3 de fev. de 2020

Realidades adaptadas

Não gosto de shows de realidade, de qualquer tipo ou espécie, não condeno quem os assiste mas, pessoalmente, acho que vocês poderiam utilizar seu tempo de forma mais produtiva. Enfim, o texto abaixo são minhas opiniões, você pode ou não concordar com elas.

Você provavelmente acompanha ou já acompanhou algum ou alguns deles e há para todos os gostos, tamanhos e manias, desde formatos mais tradicionais como o famoso BBB passando por RuPaul, Master Chef, The Voice, aqueles em que não há qualquer competição mas apenas se acompanha o dia dia de alguma celebridade e outros tantos que vão pululando feito uma cepa nova de vírus que eclode no mundo.

Há quem diga que tais shows são apenas entretenimento sem compromisso, aquele momento desligue de tudo e veja uma futilidade, coisas assim mas, creio que o buraco seja um pouco mais embaixo.

Essa endemia dos shows de realidade se alimenta do que há de pior no ser humano, sua miséria em seu aspecto mais fútil e pavoroso. Vendem uma ideia de que só é possível ser alguém competindo com o outro que passa a ser seu inimigo, que a única via para ser alguém na vida e no mundo é conquistar os famosos quinze minutos de fama e, com a falácia de entreter, trazem a tona comportamentos tão horrendos que deveríamos nos questionar se realmente são pessoas que lá estão ou atores.

Há que refletir um pouco nisso, o ser humano é fétido por natureza, todos temos comportamentos bons e não tão bons, normal, a medida em que adotamos mais um do que o outro é o que nos torna mais ou menos decentes. Podemos então considerar que os participantes de um show de realidade apenas dão vazão a comportamentos que já eram inerentes a si antes do programa e que a dinâmica do show apenas os reforçou ou realçou. Por outro lado, também podemos pensar que algumas dessas pessoas no intuito de competir e vencer deixam seu lado mais abominável assumir o controle apenas no decorrer daquela situação já que fora dela, seriam seres humanos absolutamente normais - dentro do que se pode chamar de normalidade.

De qualquer forma, o trabalho com a miséria humana e com a lei do cão que esses programas reforçam é nocivo tanto emocional quanto socialmente. Passamos a condenar ou aplaudir comportamentos que no dia a dia dificilmente notaríamos salvo protegidos pelo muro das redes sociais, nelas todos condenam tudo e todos aplaudem de pé mas, na vida real, tudo acontece ante olhos cegos e ouvidos mocos já que na vida como ela é não dá pra dar like e curtir ou fazer textão.

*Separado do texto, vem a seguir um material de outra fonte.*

//! Fill step of a worker subprocess: loads one slice of the global event
//! stream into a fresh shared-memory segment.

use crate::multiprocess::WorkerArgs;
use crate::nexus::{bank_sizes, event_time_offset_kind, NXEventDataLoader, NXEventDataSource};
use crate::nexus::{NumericKind, TimeOffset};
use crate::pool::{portion_size, run_striped};
use crate::shmem::{EventsListsShmemStorage, ReservedList};
use crate::{Error, Result};
use crossbeam_channel::{bounded, Receiver, Sender};
use nxevent_core::{to_global_indices, AnyEventDataPartitioner, IndexedEvent, LoadRange, TofEvent};
use rayon::prelude::*;
use std::path::Path;
use std::str::FromStr;
use std::time::Instant;

/// Chunk of the segment that worker subprocesses fill.
pub const SEGMENT_CHUNK: usize = 0;

const PIPELINE_DEPTH: usize = 4;
const FLUSH_THREADS: usize = 2;

/// How a worker subprocess moves events from the file into its segment.
#[derive(Clone, Copy, Debug, Default, PartialEq, Eq, Hash)]
#[cfg_attr(feature = "serde", derive(serde::Serialize, serde::Deserialize))]
pub enum FillStrategy {
    /// Read everything, count events per pixel, reserve, then append.
    #[default]
    Precount,
    /// Stream chunks from a reader thread into process-local per-pixel
    /// buffers, then flush them into the segment with two threads.
    ProducerConsumer,
}

impl FillStrategy {
    #[must_use]
    pub const fn name(self) -> &'static str {
        match self {
            Self::Precount => "precount",
            Self::ProducerConsumer => "producer-consumer",
        }
    }

    /// Precounting flag of the worker command line.
    #[must_use]
    pub const fn flag(self) -> u8 {
        match self {
            Self::Precount => 1,
            Self::ProducerConsumer => 0,
        }
    }

    /// Parses the precounting flag of the worker command line.
    ///
    /// # Errors
    /// Returns [`Error::WorkerArgs`] for anything but `0` or `1`.
    pub fn from_flag(flag: &str) -> Result<Self> {
        match flag {
            "1" => Ok(Self::Precount),
            "0" => Ok(Self::ProducerConsumer),
            other => Err(Error::WorkerArgs(format!(
                "precounting flag must be 0 or 1, got {other}"
            ))),
        }
    }

    fn resolve<T: TimeOffset>(self) -> FillFn {
        match self {
            Self::Precount => precount::<T>,
            Self::ProducerConsumer => producer_consumer::<T>,
        }
    }
}

impl FromStr for FillStrategy {
    type Err = Error;

    fn from_str(s: &str) -> Result<Self> {
        match s {
            "precount" => Ok(Self::Precount),
            "producer-consumer" | "producer_consumer" => Ok(Self::ProducerConsumer),
            other => Err(nxevent_core::Error::ConfigError(format!(
                "unknown fill strategy {other}"
            ))
            .into()),
        }
    }
}

impl std::fmt::Display for FillStrategy {
    fn fmt(&self, f: &mut std::fmt::Formatter<'_>) -> std::fmt::Result {
        f.write_str(self.name())
    }
}

type FillFn = fn(&FillJob<'_>, &mut EventsListsShmemStorage) -> Result<()>;

struct FillJob<'a> {
    args: &'a WorkerArgs,
    bank_names: &'a [String],
    ranges: &'a [LoadRange],
}

/// Creates the segment named in `args` under `shm_dir` and fills it.
///
/// # Errors
/// Returns an error if the segment cannot be created or the file read;
/// failures inside a strategy are wrapped in [`Error::FillStrategy`].
pub fn fill_segment(args: &WorkerArgs, shm_dir: &Path) -> Result<()> {
    let started = Instant::now();
    let mut storage = EventsListsShmemStorage::create(
        shm_dir,
        &args.segment_name,
        &args.storage_name,
        args.byte_budget,
        1,
        args.num_pixels,
    )?;

    let bank_names = args.bank_names();
    let sizes = bank_sizes(&args.filename, &args.group, &bank_names)?;
    let ranges = overlapping_ranges(&sizes, args.first_event, args.upper_event);
    if !ranges.is_empty() {
        let assigned: Vec<String> = ranges
            .iter()
            .map(|range| bank_names[range.bank_index].clone())
            .collect();
        let kind = event_time_offset_kind(&args.filename, &args.group, &assigned)?;
        let job = FillJob {
            args,
            bank_names: &bank_names,
            ranges: &ranges,
        };
        let run = match kind {
            NumericKind::I32 => args.strategy.resolve::<i32>(),
            NumericKind::I64 => args.strategy.resolve::<i64>(),
            NumericKind::U32 => args.strategy.resolve::<u32>(),
            NumericKind::U64 => args.strategy.resolve::<u64>(),
            NumericKind::F32 => args.strategy.resolve::<f32>(),
            NumericKind::F64 => args.strategy.resolve::<f64>(),
        };
        run(&job, &mut storage).map_err(|e| e.in_fill_strategy(args.strategy.name()))?;
    }
    storage.flush()?;

    log::info!(
        "process {}: {} events [{}, {}) into {} with {} fill in {:.2?}",
        args.process_index,
        storage.manager().total_events()?,
        args.first_event,
        args.upper_event,
        args.segment_name,
        args.strategy,
        started.elapsed()
    );
    Ok(())
}

/// Parts of each bank that fall into the global event slice `[first, upper)`.
///
/// Banks are laid end to end in the order given.
#[must_use]
pub fn overlapping_ranges(bank_sizes: &[usize], first: usize, upper: usize) -> Vec<LoadRange> {
    let mut ranges = Vec::new();
    let mut bank_start = 0;
    for (bank, &size) in bank_sizes.iter().enumerate() {
        let bank_end = bank_start + size;
        let lo = first.max(bank_start);
        let hi = upper.min(bank_end);
        if lo < hi {
            ranges.push(LoadRange::new(bank, lo - bank_start, hi - lo));
        }
        bank_start = bank_end;
    }
    ranges
}

/// Events of one read, with the factor converting their offsets to µs.
struct Portion<T> {
    events: Vec<IndexedEvent<T>>,
    tof_factor: f64,
}

impl<T: TimeOffset> Portion<T> {
    fn tof_event(&self, event: &IndexedEvent<T>) -> TofEvent {
        TofEvent::new(event.time_offset.to_f64() * self.tof_factor, event.pulse_time)
    }
}

/// Reads slices of one bank and resolves their global indices and pulse
/// times. Partitions for a single worker, so local index = global index.
struct BankReader<'a, T: TimeOffset> {
    loader: &'a mut NXEventDataLoader<T>,
    bank: usize,
    bank_offset: i32,
    partitioner: AnyEventDataPartitioner,
    tof_factor: f64,
    ids: Vec<i32>,
    offsets: Vec<T>,
    outputs: Vec<Vec<IndexedEvent<T>>>,
}

impl<'a, T: TimeOffset> BankReader<'a, T> {
    fn open(loader: &'a mut NXEventDataLoader<T>, args: &WorkerArgs, bank: usize) -> Result<Self> {
        let bank_offset = args
            .banks
            .get(bank)
            .map(|(_, offset)| *offset)
            .ok_or_else(|| {
                nxevent_core::Error::out_of_range("bank list", bank, 1, args.banks.len())
            })?;
        let partitioner = loader.set_bank_index(bank)?;
        let tof_factor = loader.read_event_time_offset_unit()?.microseconds_factor();
        Ok(Self {
            loader,
            bank,
            bank_offset,
            partitioner,
            tof_factor,
            ids: Vec::new(),
            offsets: Vec::new(),
            outputs: Vec::new(),
        })
    }

    fn read(&mut self, start: usize, count: usize) -> Result<Portion<T>> {
        self.loader.read_event_id(&mut self.ids, start, count)?;
        self.loader
            .read_event_time_offset(&mut self.offsets, start, count)?;
        to_global_indices(&mut self.ids, self.bank_offset)?;
        self.partitioner.partition(
            &mut self.outputs,
            &self.ids,
            &self.offsets,
            &LoadRange::new(self.bank, start, count),
        )?;
        Ok(Portion {
            events: self.outputs.pop().unwrap_or_default(),
            tof_factor: self.tof_factor,
        })
    }
}

fn pixel_out_of_range(pixel: usize, num_pixels: usize) -> Error {
    nxevent_core::Error::out_of_range("pixel index", pixel, 1, num_pixels).into()
}

/// Events per pixel over all portions.
fn histogram<T: TimeOffset>(portions: &[Portion<T>], num_pixels: usize) -> Result<Vec<usize>> {
    portions
        .par_iter()
        .flat_map_iter(|portion| portion.events.iter())
        .try_fold(
            || vec![0usize; num_pixels],
            |mut counts, event| {
                *counts
                    .get_mut(event.local_index)
                    .ok_or_else(|| pixel_out_of_range(event.local_index, num_pixels))? += 1;
                Ok(counts)
            },
        )
        .try_reduce(
            || vec![0usize; num_pixels],
            |mut total, counts| {
                for (sum, count) in total.iter_mut().zip(counts) {
                    *sum += count;
                }
                Ok(total)
            },
        )
}

fn precount<T: TimeOffset>(job: &FillJob<'_>, storage: &mut EventsListsShmemStorage) -> Result<()> {
    let args = job.args;
    let mut loader = NXEventDataLoader::<T>::open(&args.filename, &args.group, job.bank_names, 1)?;
    let mut portions = Vec::with_capacity(job.ranges.len());
    for range in job.ranges {
        let mut reader = BankReader::open(&mut loader, args, range.bank_index)?;
        portions.push(reader.read(range.event_offset, range.event_count)?);
    }

    let counts = histogram(&portions, args.num_pixels)?;
    for (pixel, &count) in counts.iter().enumerate() {
        if count > 0 {
            storage.reserve(SEGMENT_CHUNK, pixel, count)?;
        }
    }
    for portion in &portions {
        for event in &portion.events {
            storage.append_event(SEGMENT_CHUNK, event.local_index, portion.tof_event(event))?;
        }
    }
    Ok(())
}

fn produce<T: TimeOffset>(job: &FillJob<'_>, tx: &Sender<Portion<T>>) -> Result<()> {
    let args = job.args;
    let mut loader = NXEventDataLoader::<T>::open(&args.filename, &args.group, job.bank_names, 1)?;
    for range in job.ranges {
        let mut reader = BankReader::open(&mut loader, args, range.bank_index)?;
        let step = (range.event_count / 10).max(1);
        let mut start = range.event_offset;
        while start < range.end() {
            let count = step.min(range.end() - start);
            if tx.send(reader.read(start, count)?).is_err() {
                // Consumer stopped and reports its own error.
                return Ok(());
            }
            start += count;
        }
    }
    Ok(())
}

fn consume<T: TimeOffset>(rx: &Receiver<Portion<T>>, local: &mut [Vec<TofEvent>]) -> Result<()> {
    let num_pixels = local.len();
    for portion in rx {
        for event in &portion.events {
            local
                .get_mut(event.local_index)
                .ok_or_else(|| pixel_out_of_range(event.local_index, num_pixels))?
                .push(portion.tof_event(event));
        }
    }
    Ok(())
}

fn producer_consumer<T: TimeOffset>(
    job: &FillJob<'_>,
    storage: &mut EventsListsShmemStorage,
) -> Result<()> {
    let num_pixels = job.args.num_pixels;
    let mut local: Vec<Vec<TofEvent>> = vec![Vec::new(); num_pixels];
    let (tx, rx) = bounded::<Portion<T>>(PIPELINE_DEPTH);

    std::thread::scope(|scope| {
        let producer = scope.spawn(move || produce(job, &tx));
        let consumed = consume(&rx, &mut local);
        drop(rx);
        let produced = producer.join().map_err(|e| Error::from_panic(&*e))?;
        consumed.and(produced)
    })?;

    for (pixel, events) in local.iter().enumerate() {
        if !events.is_empty() {
            storage.reserve(SEGMENT_CHUNK, pixel, events.len())?;
        }
    }
    let lists = storage.manager_mut().reserved_lists_mut(SEGMENT_CHUNK)?;
    let mut pairs: Vec<(ReservedList<'_>, Vec<TofEvent>)> = lists.into_iter().zip(local).collect();
    let portions: Vec<_> = pairs
        .chunks_mut(portion_size(num_pixels, FLUSH_THREADS))
        .collect();
    run_striped(FLUSH_THREADS, portions, |portion| {
        for (list, events) in portion {
            list.extend_from_slice(events)?;
        }
        Ok(())
    })
}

Justificamos assistir a esses shows como simples entretenimento como disse acima, como se não fossem parte de nosso cotidiano mas eles são um reflexo nosso enquanto pessoas e sociedade, a competição desenfreada, frases de auto-ajuda e motivacionais, meritocracia, superação, ser o melhor sempre, lutar, persistir, resistir e outras coisas mais. Não que alguns desses temas não sejam aplicáveis ou até mesmo necessárias para a vida real mas, a embalagem usada para vender tais conceitos é bastante questionável pois num veículo de massas, acaba tornando aquilo como verdade universal e sem a qual quem assiste entende não poder viver sem.

Então, quando vejo as pessoas condenando o comportamento de competidores de um BBB, fico pensando se essas mesmas pessoas também condenam tais comportamentos em seu cotidiano ou só  fazem nas redes sociais e para transmitir uma imagem de engajamento e ativismo, não adianta condenar no Twitter e fazer vista grossa na rua, em casa ou com os amigos.

Os shows de realidade estão banalizando o comportamento humano transformando-os em produtos que você pode ou não adquirir pelo PPV, que você pode condenar sem medo num comentário, que você eliminar com um voto, simples e fácil mas, esses comportamentos seguem existindo na vida real independente de você ter votado para eliminar aquele participante machista, racista, homofóbico ou qualquer outra coisa.

Emprestamos a esses programas a realidade que não queremos ver ou entender porque na TV eles são produzidos não vividos, não somos nós que temos de lidar com eles mas seus participantes. Nós podemos do conforto de nossas salas apenas apontar o dedo e reclamar, condenar ou aplaudir, aquela não é uma realidade de verdade, é uma realidade adaptada e preferimos fazer de conta que a TV não está segurando um espelho horrendo ante nosso rosto.

Se você está realmente querendo viver um show de realidade, sugiro começar a viver sua própria vida e encarar todos os demônios reais e imaginários que nela estão, sem votação, sem produção, sem PPV, sem nada e garanto que você terá mais realidade do que jamais sonhou em ter.